Earth’s magnetic fields deflect cosmic and solar rays, protecting those of us living on the planet and in orbit just above it. But astronauts traveling to Mars, or living in deep space for the long haul, will live in a constant barrage of cosmic radiation from which there is no escape. The prevailing concern is the risk of cancer, caused by high-energy protons interfering with space travelers’ DNA. There is, however, also a clear risk of neurological damage, which would stem from inflammation in the central nervous system. Chronic neuroinflammation is thought to play a role in the development of Alzheimer’s disease.
Led by Dr. M. Kerry O’Banion, a neurobiology professor at the University of Rochester Medical Center, a team of researchers set out to determine the cognitive changes that may result from exposure to cosmic radiation. They took 29 male and 20 female mice that were genetically modified to express a suite of conditions that predispose them to Alzheimer’s, and exposed them to varying levels of radiation using the Space Radiation Laboratory equipment at Brookhaven National Laboratory.
For their space radiation analogue, the team went with highly energetic heavy iron ions, which could come from distant supernovae. They would also be more dangerous than other highly energetic particles because they’d easily penetrate most shielding equipment. “One would have to essentially wrap a spacecraft in a six-foot block of lead or concrete,” O’Banion said in a statement.
The mice got zapped, eight at a time, through styrofoam tubes. A control group sat next to the tubes but didn’t get a beam of iron ions. The doses were designed to mimic high levels of charged particles that would accumulate during a long-term mission. Then, the mice were shipped back to Rochester, where O’Banion and his colleagues performed a series of tests. Mice had to recall objects, specific locations, or events, and the ones that were exposed to radiation could not do it very well.

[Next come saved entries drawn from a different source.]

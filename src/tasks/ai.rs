// GestureGate - Classification Worker
//
// Receives one window at a time from the scheduler, classifies it, feeds the
// top label to the sequence validator and sends the resulting command to the
// device. The in-flight permit travels with the window and is released when
// processing is over, whatever the outcome.

use crossbeam_channel::Receiver;

use crate::classify::ClassificationAdapter;
use crate::drivers::feedback::DeviceCommander;
use crate::drivers::serial::CommandSink;
use crate::error::{ClassifierError, TransportError};
use crate::events::{FeedbackDecision, Window};
use crate::scheduler::Dispatch;
use crate::sequence::SequenceValidator;

/// What happened to one window.
#[derive(Debug)]
pub enum WindowOutcome {
    /// Classification failed; the window was dropped and the validator left
    /// untouched.
    Failed { seq: u64, error: ClassifierError },
    /// A decision was made. `delivery` reports whether the command reached
    /// the device; the decision stands either way.
    Decided {
        seq: u64,
        decision: FeedbackDecision,
        delivery: Result<(), TransportError>,
    },
}

pub struct FeedbackPipeline<S: CommandSink> {
    adapter: ClassificationAdapter,
    validator: SequenceValidator,
    commander: DeviceCommander<S>,
    failures: u64,
}

impl<S: CommandSink> FeedbackPipeline<S> {
    pub fn new(
        adapter: ClassificationAdapter,
        validator: SequenceValidator,
        commander: DeviceCommander<S>,
    ) -> Self {
        Self {
            adapter,
            validator,
            commander,
            failures: 0,
        }
    }

    pub fn process(&mut self, window: &Window) -> WindowOutcome {
        let seq = window.seq;

        let result = match self.adapter.classify(window) {
            Ok(result) => result,
            Err(error) => {
                self.failures += 1;
                log::error!(
                    "Window #{} dropped: {} (code {})",
                    seq,
                    error,
                    error.code()
                );
                return WindowOutcome::Failed { seq, error };
            }
        };

        match result.top() {
            Some((label, score)) => log::info!(
                "Window #{} ({} samples): {} ({:.1}%)",
                seq,
                window.len(),
                label,
                score * 100.0
            ),
            None => log::info!("Window #{} ({} samples): no candidates", seq, window.len()),
        }

        let decision = self.validator.validate(&result);
        if let FeedbackDecision::Mismatched { expected, actual } = &decision {
            log::info!("Expected {:?}, got {:?}", expected, actual);
        }

        let delivery = self.commander.send(&decision);
        WindowOutcome::Decided {
            seq,
            decision,
            delivery,
        }
    }

    pub fn validator(&self) -> &SequenceValidator {
        &self.validator
    }

    pub fn commander(&self) -> &DeviceCommander<S> {
        &self.commander
    }

    pub fn failures(&self) -> u64 {
        self.failures
    }
}

/// Worker loop. Returns the pipeline once the scheduler side hangs up.
pub fn ai_task<S: CommandSink>(
    windows: Receiver<Dispatch>,
    mut pipeline: FeedbackPipeline<S>,
) -> FeedbackPipeline<S> {
    log::info!("AI task started");

    for Dispatch { window, permit } in windows.iter() {
        pipeline.process(&window);
        drop(permit);
    }

    log::warn!("Window channel closed - exiting AI task");
    pipeline
}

This was one indication that radiation impaired their cognitive function, so to see whether they suffered physiological Alzheimer-like effects, O’Banion and the team had to examine their brains. It turned out the male mice in particular developed high levels of beta amyloid, the protein “plaque” that accumulates in the brain in Alzheimer’s. This is the first time any researchers have seen enhanced plaque due to radiation exposure.
“These findings clearly suggest that exposure to radiation in space has the potential to accelerate the development of Alzheimer’s disease,” O’Banion said. “This is yet another factor that NASA, which is clearly concerned about the health risks to its astronauts, will need to take into account as it plans future missions.”
There is one key difference between this study and the real-life experience of long-distance travelers, and that’s time. The mice were subjected to high doses of radiation that were meant to mimic the levels a person would experience in long-duration flight, such as the two-year minimum travel time to and from Mars. What’s more, the mice in question were models of Alzheimer’s, meaning they were predisposed to the disease–and astronauts would likely not be. Still, it shows that space travelers could have a “heightened chance of debilitating dementia occurring long after the mission is over,” the authors write in their paper, published this week in PLoS One.
And that’s where it sets up the cruelest irony: Space travelers who venture beyond our planet will go because it’s a once-in-a-lifetime experience, something they’d never forget. But because of the trip, they will.